Sonríe

13

La habitación está rodeada por un espejo gigantesco justo frente a mí. Es imposible no verlo, y mucho menos, ver lo que refleja con tanta sinvergüenza y malicia. Junto a mí, a la derecha en efecto hay algo tal como Don Gustavo me dijo, pero no se trata de un interruptor, sino del cuerpo mutilado de un hombre que porta un vestido rosa de flores amarillas. Parece de una niña no muy pequeña. Sus labios están cosidos hacia arriba con hilaza para hacerlo sonreír. Puedo reconocerlo: es Octavio, mi compañero de clases y miembro de mi equipo en la clase de terapia conductual…

A mi mano izquierda hay otro hombre, tampoco tiene brazos ni piernas, como Octavio, y en sus mejillas veo resplandecer la hilaza. El vestido que lleva no tiene flores, sino pequeños corazones azules. Carlos, mi maestro y el psiquiatra amigo de Don Gustavo.

—…oírme, ¿verdad? —percibo una voz femenina que deambula a mi lado, pero a duras penas entiendo lo que dice—… resistir. Por favor…

Mis ojos se deslizan a través de la habitación, hacia el escenario donde estoy seguro de que Slippy realizó el acto de ventriloquía. Tan es así, que mi mirada de inmediato empieza a buscar el «muñeco» que utilizó al principio y de cuya presencia se despedía el aroma a podredumbre. No quiero seguir viendo, pero los ojos dejaron de obedecerme.

Al fondo de la habitación, cerca del vidrio y a punto de caer de la tarima que funge como escenario, noto un tercer cuerpo; tiene las mismas características que los dos anteriores, excepto porque esta vez se trata de una mujer: Erika. Mi compañera…  Su cráneo está roto y le desfigura el rostro, pero puedo apostar a que también tiene cosida una sonrisa. Ese es el hilo de todo esto, es la constante. Esa maldita expresión facial.

Quiero apartar la vista llorando mil perdones, tirarme arrodillado mientras suplico por piedad, pero no solo mis ojos ya no reaccionan, ninguna parte de mi cuerpo lo hace. Catatónico, los ojos vacíos de quien fue Slippy se hunden en el fondo de los míos, inundan mi ser para tragarse la poca cordura que aún poseo. Floto entre voces que relatan la historia de María y Don Gustavo una y otra vez a diferentes volúmenes y tonos. María canta esa horrenda canción. El sonido del disparo se repite sin cesar. Me siento cual esquizofrénico. Después de todo esto, tal vez ya soy así.

—Por favor, mírame. —Escucho esa dulce voz decirme y mis ojos deciden darle la oportunidad de mirarla.

Está cubierta de hollín y hay marcas de sangre seca sobre su ropa. ¿Qué clase de alucinación será ella? ¿Estará representando la culpa, de ahí su apariencia gentil?
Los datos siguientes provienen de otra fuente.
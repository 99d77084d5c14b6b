//! Owned mono PCM16 audio handed to one identification call.

use std::io::{Cursor, Read};
use std::path::Path;

use hound::{SampleFormat, WavReader};

use crate::VoiceprintError;

/// Default sample rate of recorded commands (16 kHz mono).
pub const DEFAULT_SAMPLE_RATE: u32 = 16000;

/// One utterance worth of mono PCM16 audio.
///
/// Every event carries its own sample, so concurrent identifications never
/// share a buffer.
#[derive(Debug, Clone, PartialEq)]
pub struct AudioSample {
    sample_rate: u32,
    samples: Vec<i16>,
}

impl AudioSample {
    /// Wraps already decoded mono samples.
    pub fn new(sample_rate: u32, samples: Vec<i16>) -> Self {
        Self { sample_rate, samples }
    }

    /// Decodes PCM16 signed little-endian mono bytes. A trailing odd byte is ignored.
    pub fn from_pcm16_le(sample_rate: u32, bytes: &[u8]) -> Self {
        let samples = bytes
            .chunks_exact(2)
            .map(|b| i16::from_le_bytes([b[0], b[1]]))
            .collect();
        Self { sample_rate, samples }
    }

    /// Reads a WAV file, down-mixing to mono and converting to 16-bit.
    pub fn read_wav(path: impl AsRef<Path>) -> Result<Self, VoiceprintError> {
        let path = path.as_ref();
        let reader = WavReader::open(path)
            .map_err(|e| VoiceprintError::Audio(format!("{}: {e}", path.display())))?;
        Self::decode(reader)
    }

    /// Decodes an in-memory WAV container.
    pub fn from_wav_bytes(data: &[u8]) -> Result<Self, VoiceprintError> {
        Self::decode(WavReader::new(Cursor::new(data))?)
    }

    fn decode<R: Read>(mut reader: WavReader<R>) -> Result<Self, VoiceprintError> {
        let spec = reader.spec();
        let channels = spec.channels.max(1) as usize;

        let interleaved: Vec<i16> = match spec.sample_format {
            SampleFormat::Int => {
                let bits = spec.bits_per_sample as u32;
                reader
                    .samples::<i32>()
                    .map(|s| s.map(|v| rescale_int(v, bits)))
                    .collect::<Result<_, _>>()?
            }
            SampleFormat::Float => reader
                .samples::<f32>()
                .map(|s| s.map(|v| (v.clamp(-1.0, 1.0) * i16::MAX as f32) as i16))
                .collect::<Result<_, _>>()?,
        };

        let samples = if channels == 1 {
            interleaved
        } else {
            interleaved
                .chunks(channels)
                .map(|frame| {
                    let sum: i32 = frame.iter().map(|&s| s as i32).sum();
                    (sum / frame.len() as i32) as i16
                })
                .collect()
        };

        Ok(Self {
            sample_rate: spec.sample_rate,
            samples,
        })
    }

    pub fn sample_rate(&self) -> u32 {
        self.sample_rate
    }

    pub fn samples(&self) -> &[i16] {
        &self.samples
    }

    pub fn len(&self) -> usize {
        self.samples.len()
    }

    pub fn is_empty(&self) -> bool {
        self.samples.is_empty()
    }

    /// Duration in seconds.
    pub fn duration_secs(&self) -> f64 {
        if self.sample_rate == 0 {
            return 0.0;
        }
        self.samples.len() as f64 / self.sample_rate as f64
    }
}

fn rescale_int(v: i32, bits: u32) -> i16 {
    match bits {
        0..=15 => (v << (16 - bits)) as i16,
        16 => v as i16,
        _ => (v >> (bits - 16)) as i16,
    }
}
La veo llevarse un mechón de cabello negro tras la oreja antes de masajearme las piernas, como si buscara obtener algo con ello. ¿Es que planea que me ponga de pie?

—Así es —responde como si hubiese leído mis pensamientos—, necesito que te pongas de pie para salir de aquí los dos juntos. Y no es que lea tus pensamientos, estás hablando en voz alta.

¿Eso hago? Si es así, ¿por qué oigo todo con un eco difuso, como si estuviese en mi cabeza?

—Porque estás en shock. Tu cerebro se está protegiendo para evitar que este trauma te genere un daño demasiado grave. No estás conjugando los verbos pero no te das cuenta. Ahora arriba, debemos salir de aquí antes de que ellos nos encuentren… y le pongan fin a esto.

Solo palabras sin sentido escucho salir de su boca antes de que me ayude a ponerme de pie. Mis piernas se quejan por el esfuerzo pero lo logro con un quejido. Cojeo, mi pierna izquierda se arrastra sobre el cemento mientras nos movemos. Vuelvo a mirar hacia la joven. Su piel es tersa y ligeramente oscura, como el caramelo. Se siente tan real que no estoy seguro de si se trata de una alucinación, o ella es un ángel de la muerte que vino a reclamar mi alma.

Cruzamos un umbral de luz enceguecedora y mis labios se curvean hacia arriba. Por primera vez desde que estoy aquí sonrío de forma sincera. No sé con certeza que está pasando, pero de corazón espero que ella sea la segunda opción. No quiero vivir en un mundo donde los pecados se disfrazan de amor.